Dr Uria is a respected chiropractor (M. Tech Chiropractic (B.A.) M.C.S.A.) and holds an international certification in Paediatrics through the Angolo-European College of Chiropractic, as well as an International Chiropractic Sports Science Diploma (ICSSD). He is also the 2023 SA Champs winner and the 2021 Absa Cape Epic Masters Winner. He and Prof. Posthumus, who is a sports scientist, sports performance consultant and coach, recently won the 2023 Tankwa Trek and the 2023 Attakwas Endurance races together.

They have been training hard for the Absa Cape Epic, as well as prioritising getting enough sleep. “Sleep has been suggested to be the best recovery strategy available to any athlete,” says Prof Posthumus. “It’s proposed that this is due to it being an optimal condition for cell growth and repair, especially during the slow wave sleep (also called deep sleep) phase. In addition, during sleep, the body produces growth hormone and testosterone, which are essential for muscle repair and growth.”

Dr Uria says that research studies have shown that sleep extension among sleep deprived athletes results in improved physical and cognitive function. “More specifically, results have shown improvements in sprint times, reaction times and skill-based tasks. Sleep deprivation studies in athletes have also demonstrated that sleep loss impacts performance of athletes through both physical and cognitive pathways. This is particularly important for cyclists, as cycling is a demanding sport that requires a high level of physical endurance, as well as skill and alertness to race safely and avoid catastrophic injury.”

Sleep is not only important for cyclists, but every athlete. International rugby player, Sibusiso Sangweni, says he believes sleep is his superpower. “We put our bodies under a lot of stress during the day,” he says. “I believe it’s very important to have a great bed, because, after a tough game, your body has taken a lot of knocks and all you want is undisturbed sleep. The power of sleep is what will help me to one day lift the Rugby World Cup trophy.”

How anyone can sleep like an athlete

The World Sleep Society (the organisation behind World Sleep Day) notes that, “just like eating well and exercising, sleep is a behaviour that is foundational to one’s physical, mental, and social well-being. However, sleep is not yet commonly considered an essential behaviour for good health. World Sleep Day is an opportunity to promote sleep health”.

Adele de la Rey, Group Marketing Manager at Restonic, says the company’s goal is to help people to unlock the power of sleep in their lives. “We’re encouraging people to make sleep their superpower, whether they consider themselves athletes or not,” she says. “Everyone can benefit from learning to sleep like a champion. Just as athletes develop a training regime, we can all work to improve our sleep and enjoy its benefits in our lives by developing a better sleep regime.”

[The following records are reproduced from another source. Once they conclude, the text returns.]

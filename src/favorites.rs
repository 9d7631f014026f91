//! The user's favorites: an ordered, de-duplicated list of feed items.
//!
//! The store owns its persistence.  Every mutating operation writes the full
//! collection back to the key-value store before returning; a failed write is
//! logged and the in-memory state is kept, so at worst the latest change is
//! lost on the next start.

use std::sync::Arc;

use crate::source::{FeedItem, ItemKey};
use crate::storage::{KeyValueStore, FAVORITES_KEY};

pub struct FavoritesStore {
    items: Vec<FeedItem>,
    storage: Arc<dyn KeyValueStore>,
}

impl FavoritesStore {
    /// An empty collection backed by `storage`.  Nothing is read.
    pub fn new(storage: Arc<dyn KeyValueStore>) -> Self {
        Self {
            items: Vec::new(),
            storage,
        }
    }

    /// Create the store and hydrate it from the persisted snapshot.
    ///
    /// Missing or malformed data yields an empty collection; the parse error
    /// is logged, never returned.
    pub fn hydrate(storage: Arc<dyn KeyValueStore>) -> Self {
        let snapshot = match storage.get(FAVORITES_KEY) {
            Ok(Some(raw)) => match serde_json::from_str::<Vec<FeedItem>>(&raw) {
                Ok(items) => items,
                Err(e) => {
                    tracing::warn!(error = %e, "Stored favorites are malformed, starting empty");
                    Vec::new()
                }
            },
            Ok(None) => Vec::new(),
            Err(e) => {
                tracing::warn!(error = %e, "Could not read stored favorites, starting empty");
                Vec::new()
            }
        };

        // Hydration replaces, and is not itself a mutation worth writing back.
        let mut store = Self::new(storage);
        store.items = snapshot;
        tracing::info!(count = store.items.len(), "Loaded favorites");
        store
    }

    pub fn items(&self) -> &[FeedItem] {
        &self.items
    }

    pub fn len(&self) -> usize {
        self.items.len()
    }

    pub fn is_empty(&self) -> bool {
        self.items.is_empty()
    }

    pub fn contains(&self, key: &ItemKey) -> bool {
        self.items.iter().any(|item| item.key() == *key)
    }

    /// Append `item` unless an item with the same key is already present.
    pub fn add(&mut self, item: FeedItem) {
        if self.items.iter().any(|existing| existing.same_item(&item)) {
            return;
        }
        self.items.push(item);
        self.persist();
    }

    /// Remove the item with `key`.  Absent keys are a no-op.
    pub fn remove(&mut self, key: &ItemKey) {
        let before = self.items.len();
        self.items.retain(|item| item.key() != *key);
        if self.items.len() != before {
            self.persist();
        }
    }

    /// Remove `item` if it is a favorite, add it otherwise.  Returns whether
    /// it is a favorite afterwards.
    pub fn toggle(&mut self, item: &FeedItem) -> bool {
        let key = item.key();
        if self.contains(&key) {
            self.remove(&key);
            false
        } else {
            self.add(item.clone());
            true
        }
    }

    /// Replace the collection with `items`, in that order.
    ///
    /// `items` is expected to be a permutation of the current collection;
    /// this is not checked.  Callers other than [`move_item`](Self::move_item)
    /// must validate it themselves.
    pub fn reorder(&mut self, items: Vec<FeedItem>) {
        self.items = items;
        self.persist();
    }

    /// Move the entry at `from` to position `to`, shifting the others.
    /// Out-of-range indices are ignored.
    pub fn move_item(&mut self, from: usize, to: usize) {
        if from >= self.items.len() || to >= self.items.len() || from == to {
            return;
        }
        let mut next = self.items.clone();
        let item = next.remove(from);
        next.insert(to, item);
        self.reorder(next);
    }

    /// Replace the collection wholesale with `snapshot`.
    pub fn load_all(&mut self, snapshot: Vec<FeedItem>) {
        self.items = snapshot;
        self.persist();
    }

    fn persist(&self) {
        let json = match serde_json::to_string(&self.items) {
            Ok(json) => json,
            Err(e) => {
                tracing::warn!(error = %e, "Could not serialize favorites");
                return;
            }
        };
        if let Err(e) = self.storage.set(FAVORITES_KEY, &json) {
            tracing::warn!(error = %e, "Could not persist favorites");
        }
    }
}

// ---------------------------------------------------------------------------
// Tests
// ---------------------------------------------------------------------------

This means improving one’s sleep hygiene, which includes what happens both in and out of the bedroom. According to Restonic, all successful sleep strategies should encompass:

  • Creating a comfortable sleep space – one that is free of distractions
  • Establishing a relaxing pre-bedtime routine
  • Sticking to a steady sleep schedule
  • Embracing healthy habits, such as good nutrition, hydration and exercise throughout the day

“It’s all about finding what works for you,” says De la Rey. “If you take concrete steps to build habits that make sleep a priority, you should hopefully see improvements in just a short time. We hope that this World Sleep Day, more people will commit to making sleep their superpower.”